—優先順位—
ある家に住む親子のお話。
「おれ、今年はたくさんお母さんのことを手伝うって決めたんだ」
年の始めの朝、男の子は胸を張って言いました。どうやら今年の抱負を決めたようです。
「あら、嬉しい。じゃあまず、洗濯物を干して貰おうかしら」
お母さんはにっこり笑って言いました。
「わかった!」
男の子は洗濯物を持って、ぱたぱたと二階に駆け上がって行きました。
「終わった!」
思っていたよりも早く戻って来ました。お母さんは続けて、また頼みます。
掃除、ご飯の支度、買い物などなど。
男の子は一生懸命働きました。
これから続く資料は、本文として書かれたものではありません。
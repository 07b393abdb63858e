//! Resources, the resource builder and capability references

use super::capability::{Attributes, Capability, Directives, Requirement};
use super::namespace::*;
use crate::error::{CoreError, Result};
use crate::types::{AttributeValue, Version};
use serde::ser::SerializeStruct;
use serde::{Serialize, Serializer};
use std::sync::Arc;

/// An ordered bundle of capabilities and requirements
///
/// Order is kept from construction (and from the wire) so output is
/// deterministic; it carries no meaning for matching.
#[derive(Debug, Clone, PartialEq, Default, Serialize)]
pub struct Resource {
    capabilities: Vec<Capability>,
    requirements: Vec<Requirement>,
}

impl Resource {
    pub fn capabilities(&self) -> &[Capability] {
        &self.capabilities
    }

    pub fn requirements(&self) -> &[Requirement] {
        &self.requirements
    }

    /// Capabilities in the given namespace, in order
    pub fn capabilities_in<'a>(
        &'a self,
        namespace: &'a str,
    ) -> impl Iterator<Item = &'a Capability> + 'a {
        self.capabilities
            .iter()
            .filter(move |cap| cap.namespace() == namespace)
    }

    /// Requirements in the given namespace, in order
    pub fn requirements_in<'a>(
        &'a self,
        namespace: &'a str,
    ) -> impl Iterator<Item = &'a Requirement> + 'a {
        self.requirements
            .iter()
            .filter(move |req| req.namespace() == namespace)
    }

    /// The identity capability, if the resource has one
    pub fn identity(&self) -> Option<IdentityCapability<'_>> {
        self.capabilities_in(IDENTITY_NAMESPACE)
            .next()
            .map(|capability| IdentityCapability { capability })
    }

    /// Location of the resource content, if a content capability names one
    pub fn content_url(&self) -> Option<&str> {
        self.capabilities_in(CONTENT_NAMESPACE)
            .find_map(|cap| cap.attribute(CONTENT_URL_ATTRIBUTE))
            .and_then(AttributeValue::as_str)
    }

    /// Stable key `name:version:type` derived from the identity capability
    pub fn identity_key(&self) -> Option<String> {
        let identity = self.identity()?;
        Some(format!(
            "{}:{}:{}",
            identity.name()?,
            identity.version(),
            identity.resource_type()
        ))
    }
}

/// Read-only view over an identity capability
#[derive(Debug, Clone, Copy)]
pub struct IdentityCapability<'a> {
    capability: &'a Capability,
}

impl<'a> IdentityCapability<'a> {
    pub fn capability(&self) -> &'a Capability {
        self.capability
    }

    /// Symbolic name
    pub fn name(&self) -> Option<&'a str> {
        self.capability
            .attribute(IDENTITY_NAME_ATTRIBUTE)
            .and_then(AttributeValue::as_str)
    }

    /// Version, `0.0.0` when absent or unreadable
    pub fn version(&self) -> Version {
        match self.capability.attribute(VERSION_ATTRIBUTE) {
            Some(AttributeValue::Version(v)) => v.clone(),
            Some(AttributeValue::String(s)) => Version::parse(s).unwrap_or_default(),
            _ => Version::empty(),
        }
    }

    /// Resource type, `unknown` when absent
    pub fn resource_type(&self) -> &'a str {
        self.capability
            .attribute(TYPE_ATTRIBUTE)
            .and_then(AttributeValue::as_str)
            .unwrap_or(TYPE_UNKNOWN)
    }
}

/// Incremental builder for [`Resource`]
#[derive(Debug, Default)]
pub struct ResourceBuilder {
    capabilities: Vec<Capability>,
    requirements: Vec<Requirement>,
}

impl ResourceBuilder {
    pub fn new() -> Self {
        Self::default()
    }

    /// Append a capability
    ///
    /// A resource carries at most one identity capability.
    pub fn add_capability(&mut self, capability: Capability) -> Result<&mut Self> {
        let is_identity = capability.namespace() == IDENTITY_NAMESPACE;
        if is_identity
            && self
                .capabilities
                .iter()
                .any(|cap| cap.namespace() == IDENTITY_NAMESPACE)
        {
            return Err(CoreError::DuplicateIdentity);
        }
        self.capabilities.push(capability);
        Ok(self)
    }

    /// Append a capability built from its parts
    pub fn add_generic_capability(
        &mut self,
        namespace: &str,
        attributes: Attributes,
        directives: Directives,
    ) -> Result<&mut Self> {
        let capability = Capability::from_parts(namespace, attributes, directives)?;
        self.add_capability(capability)
    }

    /// Append a requirement
    pub fn add_requirement(&mut self, requirement: Requirement) -> &mut Self {
        self.requirements.push(requirement);
        self
    }

    /// Append a requirement built from its parts
    pub fn add_generic_requirement(
        &mut self,
        namespace: &str,
        attributes: Attributes,
        directives: Directives,
    ) -> Result<&mut Self> {
        let requirement = Requirement::from_parts(namespace, attributes, directives)?;
        Ok(self.add_requirement(requirement))
    }

    /// Append the identity capability
    pub fn add_identity_capability(
        &mut self,
        name: &str,
        version: Version,
        resource_type: &str,
    ) -> Result<&mut Self> {
        let capability = Capability::new(IDENTITY_NAMESPACE)?
            .with_attribute(IDENTITY_NAME_ATTRIBUTE, name)
            .with_attribute(VERSION_ATTRIBUTE, version)
            .with_attribute(TYPE_ATTRIBUTE, resource_type);
        self.add_capability(capability)
    }

    /// Append a content capability pointing at `url`
    pub fn add_content_capability(&mut self, url: &str, size: Option<u64>) -> Result<&mut Self> {
        let mut capability =
            Capability::new(CONTENT_NAMESPACE)?.with_attribute(CONTENT_URL_ATTRIBUTE, url);
        if let Some(size) = size {
            capability = capability.with_attribute(
                CONTENT_SIZE_ATTRIBUTE,
                i64::try_from(size).unwrap_or(i64::MAX),
            );
        }
        self.add_capability(capability)
    }

    pub fn build(self) -> Resource {
        Resource {
            capabilities: self.capabilities,
            requirements: self.requirements,
        }
    }
}

/// A capability returned by a query, together with its owning resource
///
/// The resource is shared; the capability is addressed by its position in
/// the resource and never copied out of it.
#[derive(Debug, Clone)]
pub struct CapabilityRef {
    resource: Arc<Resource>,
    index: usize,
}

impl CapabilityRef {
    /// Reference the capability at `index`, if it exists
    pub fn new(resource: Arc<Resource>, index: usize) -> Option<Self> {
        if index < resource.capabilities.len() {
            Some(Self { resource, index })
        } else {
            None
        }
    }

    /// References to every capability of `resource` accepted by `predicate`
    pub fn collect<F>(resource: &Arc<Resource>, mut predicate: F) -> Vec<Self>
    where
        F: FnMut(&Capability) -> bool,
    {
        resource
            .capabilities
            .iter()
            .enumerate()
            .filter(|(_, cap)| predicate(cap))
            .map(|(index, _)| Self {
                resource: Arc::clone(resource),
                index,
            })
            .collect()
    }

    pub fn capability(&self) -> &Capability {
        &self.resource.capabilities[self.index]
    }

    pub fn resource(&self) -> &Arc<Resource> {
        &self.resource
    }

    pub fn index(&self) -> usize {
        self.index
    }
}

impl PartialEq for CapabilityRef {
    fn eq(&self, other: &Self) -> bool {
        self.index == other.index
            && (Arc::ptr_eq(&self.resource, &other.resource) || self.resource == other.resource)
    }
}

impl Serialize for CapabilityRef {
    fn serialize<S: Serializer>(&self, serializer: S) -> std::result::Result<S::Ok, S::Error> {
        let mut state = serializer.serialize_struct("CapabilityRef", 2)?;
        state.serialize_field("capability", self.capability())?;
        state.serialize_field("resource", self.resource.as_ref())?;
        state.end()
    }
}

#[cfg(test)]
mod tests {
    use super::*;

    fn sample_resource() -> Resource {
        let mut builder = ResourceBuilder::new();
        builder
            .add_identity_capability("org.example.core", Version::new(1, 2, 8), TYPE_BUNDLE)
            .unwrap();
        builder
            .add_content_capability("file:///tmp/core.jar", Some(1024))
            .unwrap();
        builder.add_requirement(Requirement::identity("org.example.api"));
        builder.build()
    }

    #[test]
    fn test_identity_view() {
        let resource = sample_resource();
        let identity = resource.identity().unwrap();
        assert_eq!(identity.name(), Some("org.example.core"));
        assert_eq!(identity.version(), Version::new(1, 2, 8));
        assert_eq!(identity.resource_type(), TYPE_BUNDLE);
        assert_eq!(
            resource.identity_key().as_deref(),
            Some("org.example.core:1.2.8:osgi.bundle")
        );
    }

    #[test]
    fn test_missing_identity_is_tolerated() {
        let resource = ResourceBuilder::new().build();
        assert!(resource.identity().is_none());
        assert!(resource.identity_key().is_none());
        assert!(resource.content_url().is_none());
    }

    #[test]
    fn test_duplicate_identity_rejected() {
        let mut builder = ResourceBuilder::new();
        builder
            .add_identity_capability("a", Version::empty(), TYPE_BUNDLE)
            .unwrap();
        let err = builder
            .add_identity_capability("b", Version::empty(), TYPE_BUNDLE)
            .unwrap_err();
        assert_eq!(err, CoreError::DuplicateIdentity);
    }

    #[test]
    fn test_content_url() {
        let resource = sample_resource();
        assert_eq!(resource.content_url(), Some("file:///tmp/core.jar"));
        assert_eq!(resource.capabilities_in(CONTENT_NAMESPACE).count(), 1);
        assert_eq!(resource.requirements_in(IDENTITY_NAMESPACE).count(), 1);
    }

    #[test]
    fn test_capability_ref_equality() {
        let a = Arc::new(sample_resource());
        let b = Arc::new(sample_resource());
        let ra = CapabilityRef::new(a.clone(), 0).unwrap();
        let rb = CapabilityRef::new(b, 0).unwrap();
        assert_eq!(ra, rb);
        assert_ne!(ra, CapabilityRef::new(a.clone(), 1).unwrap());
        assert!(CapabilityRef::new(a, 2).is_none());
    }

    #[test]
    fn test_capability_ref_back_reference() {
        let resource = Arc::new(sample_resource());
        let refs = CapabilityRef::collect(&resource, |cap| cap.namespace() == CONTENT_NAMESPACE);
        assert_eq!(refs.len(), 1);
        assert_eq!(refs[0].capability().namespace(), CONTENT_NAMESPACE);
        assert!(refs[0].resource().identity().is_some());
    }
}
けれど、だんだん足取りが重くなってきたようです。
「お母さん、疲れたよ……」
「ありがとう。でもね」お母さんは優しく訊きました。「これを毎日続けられそう?」
男の子は少し考えてから、顔を上げました。
「大変だけど、おれかんばるよ!」
その目は、まだまだ元気いっぱいでした。
「じゃあね」お母さんはもう一つ訊きました。「勉強も一緒に頑張れる?」
その途端、男の子の体は固まって動かなくなりました。
「去年、宿題を忘れて、たくさん先生から叱られたでしょう?今年は大丈夫かしら?」
「……」
男の子は俯いたまま、黙ってしまいました。
「まずは『宿題を必ず先生に出す』、それを今年の抱負にしなさい。それができそうなら手伝ってちょうだい。わかった?」
「……はい」
小さな声で返事した後、とぼとぼと自室に戻っていきました。
それからというもの、男の子が家事を手伝う日はついに来ませんでした。
でも、宿題を忘れることはもうなくなりましたとさ。